Find the string "OutputFormat" in the listing below and return each line it appears in.

____

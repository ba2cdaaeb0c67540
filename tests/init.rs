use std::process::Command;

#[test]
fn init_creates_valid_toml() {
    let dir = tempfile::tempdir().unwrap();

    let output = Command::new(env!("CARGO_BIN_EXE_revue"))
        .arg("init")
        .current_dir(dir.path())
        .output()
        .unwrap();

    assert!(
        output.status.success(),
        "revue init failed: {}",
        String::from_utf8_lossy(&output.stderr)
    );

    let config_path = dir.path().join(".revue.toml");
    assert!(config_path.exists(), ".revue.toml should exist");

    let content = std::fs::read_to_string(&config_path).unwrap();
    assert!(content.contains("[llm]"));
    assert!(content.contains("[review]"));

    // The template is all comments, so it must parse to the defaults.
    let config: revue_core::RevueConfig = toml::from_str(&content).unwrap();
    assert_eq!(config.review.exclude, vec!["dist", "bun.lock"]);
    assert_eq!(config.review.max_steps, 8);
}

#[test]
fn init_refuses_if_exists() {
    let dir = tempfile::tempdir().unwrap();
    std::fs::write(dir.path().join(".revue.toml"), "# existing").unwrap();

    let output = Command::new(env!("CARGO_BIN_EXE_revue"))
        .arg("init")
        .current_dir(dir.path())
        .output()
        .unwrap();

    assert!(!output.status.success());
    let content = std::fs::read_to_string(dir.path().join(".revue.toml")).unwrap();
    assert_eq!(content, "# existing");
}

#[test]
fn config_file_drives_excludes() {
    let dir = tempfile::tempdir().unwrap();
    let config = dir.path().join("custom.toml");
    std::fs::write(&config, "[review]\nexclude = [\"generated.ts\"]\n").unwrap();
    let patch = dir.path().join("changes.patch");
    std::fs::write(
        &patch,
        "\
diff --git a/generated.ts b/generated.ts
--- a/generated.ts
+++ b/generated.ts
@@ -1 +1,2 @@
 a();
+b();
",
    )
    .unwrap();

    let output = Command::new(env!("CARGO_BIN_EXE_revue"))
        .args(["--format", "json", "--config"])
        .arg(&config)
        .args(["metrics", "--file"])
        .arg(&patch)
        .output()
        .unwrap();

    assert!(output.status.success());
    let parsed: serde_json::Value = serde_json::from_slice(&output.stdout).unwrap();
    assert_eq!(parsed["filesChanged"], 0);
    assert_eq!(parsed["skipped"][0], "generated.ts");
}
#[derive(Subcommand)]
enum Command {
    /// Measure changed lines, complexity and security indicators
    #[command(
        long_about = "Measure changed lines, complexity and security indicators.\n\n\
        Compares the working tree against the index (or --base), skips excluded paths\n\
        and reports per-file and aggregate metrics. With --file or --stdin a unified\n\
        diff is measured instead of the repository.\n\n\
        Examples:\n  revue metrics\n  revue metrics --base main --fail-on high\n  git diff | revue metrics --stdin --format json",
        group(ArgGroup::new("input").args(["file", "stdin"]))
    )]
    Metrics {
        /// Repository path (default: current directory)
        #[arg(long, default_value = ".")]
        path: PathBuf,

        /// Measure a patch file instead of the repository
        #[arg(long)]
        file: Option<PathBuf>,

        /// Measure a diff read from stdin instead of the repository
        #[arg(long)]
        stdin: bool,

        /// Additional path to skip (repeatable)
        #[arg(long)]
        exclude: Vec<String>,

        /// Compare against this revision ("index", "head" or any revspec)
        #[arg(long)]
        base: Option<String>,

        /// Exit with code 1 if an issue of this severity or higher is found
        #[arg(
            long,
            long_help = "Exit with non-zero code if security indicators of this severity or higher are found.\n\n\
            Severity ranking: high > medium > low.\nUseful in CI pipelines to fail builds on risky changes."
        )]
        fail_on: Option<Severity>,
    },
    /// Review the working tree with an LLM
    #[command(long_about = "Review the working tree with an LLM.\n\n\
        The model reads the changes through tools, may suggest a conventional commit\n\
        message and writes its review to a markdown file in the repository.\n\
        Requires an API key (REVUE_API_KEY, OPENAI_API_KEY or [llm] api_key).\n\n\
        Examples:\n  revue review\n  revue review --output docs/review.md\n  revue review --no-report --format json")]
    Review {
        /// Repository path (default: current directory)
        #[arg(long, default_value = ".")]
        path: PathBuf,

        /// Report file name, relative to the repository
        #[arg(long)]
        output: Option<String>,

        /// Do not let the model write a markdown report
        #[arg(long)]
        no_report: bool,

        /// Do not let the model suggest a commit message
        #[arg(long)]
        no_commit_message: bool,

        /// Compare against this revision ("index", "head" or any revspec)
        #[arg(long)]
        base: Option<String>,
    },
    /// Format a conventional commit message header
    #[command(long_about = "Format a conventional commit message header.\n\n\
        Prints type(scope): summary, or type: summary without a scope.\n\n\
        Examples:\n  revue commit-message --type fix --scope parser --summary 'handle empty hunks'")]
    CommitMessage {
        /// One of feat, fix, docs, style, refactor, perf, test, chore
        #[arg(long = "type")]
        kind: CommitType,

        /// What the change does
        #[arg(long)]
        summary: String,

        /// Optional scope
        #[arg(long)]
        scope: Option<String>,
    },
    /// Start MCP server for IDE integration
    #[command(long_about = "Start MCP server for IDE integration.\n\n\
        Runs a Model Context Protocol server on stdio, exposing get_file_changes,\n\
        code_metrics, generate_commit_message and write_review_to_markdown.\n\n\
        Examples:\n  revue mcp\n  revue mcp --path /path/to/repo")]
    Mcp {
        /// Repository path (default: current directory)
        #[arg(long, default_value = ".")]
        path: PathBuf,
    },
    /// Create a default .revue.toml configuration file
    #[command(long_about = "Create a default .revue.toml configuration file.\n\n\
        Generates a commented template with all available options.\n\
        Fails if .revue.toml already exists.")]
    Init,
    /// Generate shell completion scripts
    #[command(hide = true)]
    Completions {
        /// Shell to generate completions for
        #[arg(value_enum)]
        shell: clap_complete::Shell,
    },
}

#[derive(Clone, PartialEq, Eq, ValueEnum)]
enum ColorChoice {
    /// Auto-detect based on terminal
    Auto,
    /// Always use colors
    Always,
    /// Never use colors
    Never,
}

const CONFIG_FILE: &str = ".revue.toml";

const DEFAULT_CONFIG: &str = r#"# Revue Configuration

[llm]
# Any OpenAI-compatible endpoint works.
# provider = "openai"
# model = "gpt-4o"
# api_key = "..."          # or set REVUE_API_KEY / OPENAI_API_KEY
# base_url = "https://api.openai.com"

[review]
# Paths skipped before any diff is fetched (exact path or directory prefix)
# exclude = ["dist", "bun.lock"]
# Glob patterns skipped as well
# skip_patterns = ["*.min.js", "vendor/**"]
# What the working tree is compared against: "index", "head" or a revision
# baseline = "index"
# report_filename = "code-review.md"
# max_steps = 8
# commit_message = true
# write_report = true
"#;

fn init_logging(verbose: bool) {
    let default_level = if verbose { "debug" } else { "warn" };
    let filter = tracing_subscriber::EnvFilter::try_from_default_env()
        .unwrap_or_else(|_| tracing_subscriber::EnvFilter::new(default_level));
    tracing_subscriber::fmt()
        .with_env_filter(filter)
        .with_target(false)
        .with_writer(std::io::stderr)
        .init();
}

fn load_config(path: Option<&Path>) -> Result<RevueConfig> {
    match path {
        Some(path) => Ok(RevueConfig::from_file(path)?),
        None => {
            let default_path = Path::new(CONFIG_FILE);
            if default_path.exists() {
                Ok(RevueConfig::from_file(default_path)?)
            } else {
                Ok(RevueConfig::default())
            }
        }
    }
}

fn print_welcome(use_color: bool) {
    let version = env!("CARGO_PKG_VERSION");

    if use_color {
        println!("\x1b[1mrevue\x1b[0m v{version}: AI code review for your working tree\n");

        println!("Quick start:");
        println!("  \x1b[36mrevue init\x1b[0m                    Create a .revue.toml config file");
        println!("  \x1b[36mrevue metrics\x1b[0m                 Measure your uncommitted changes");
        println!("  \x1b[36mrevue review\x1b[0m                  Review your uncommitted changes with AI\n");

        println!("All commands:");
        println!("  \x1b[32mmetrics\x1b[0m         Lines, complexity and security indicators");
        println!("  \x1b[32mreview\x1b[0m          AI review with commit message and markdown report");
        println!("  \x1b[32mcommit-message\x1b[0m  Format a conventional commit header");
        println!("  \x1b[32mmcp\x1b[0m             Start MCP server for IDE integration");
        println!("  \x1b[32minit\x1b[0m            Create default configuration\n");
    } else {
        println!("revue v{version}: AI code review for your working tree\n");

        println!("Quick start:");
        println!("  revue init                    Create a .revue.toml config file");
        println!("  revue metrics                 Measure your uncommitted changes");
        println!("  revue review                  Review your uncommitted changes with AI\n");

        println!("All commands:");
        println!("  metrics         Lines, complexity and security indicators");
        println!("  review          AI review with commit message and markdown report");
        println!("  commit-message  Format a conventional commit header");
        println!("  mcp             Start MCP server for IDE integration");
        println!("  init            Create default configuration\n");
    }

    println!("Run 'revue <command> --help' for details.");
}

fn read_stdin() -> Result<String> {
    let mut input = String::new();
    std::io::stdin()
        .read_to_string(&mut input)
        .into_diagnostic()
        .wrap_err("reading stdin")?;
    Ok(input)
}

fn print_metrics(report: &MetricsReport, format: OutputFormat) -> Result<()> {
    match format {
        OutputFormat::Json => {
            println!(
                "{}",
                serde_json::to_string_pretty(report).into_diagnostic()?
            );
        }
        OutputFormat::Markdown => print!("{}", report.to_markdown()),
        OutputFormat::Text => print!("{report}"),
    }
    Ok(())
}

____

SOLUTION:
fn print_metrics(report: &MetricsReport, format: OutputFormat) -> Result<()> {
        OutputFormat::Json => {
        OutputFormat::Markdown => print!("{}", report.to_markdown()),
        OutputFormat::Text => print!("{report}"),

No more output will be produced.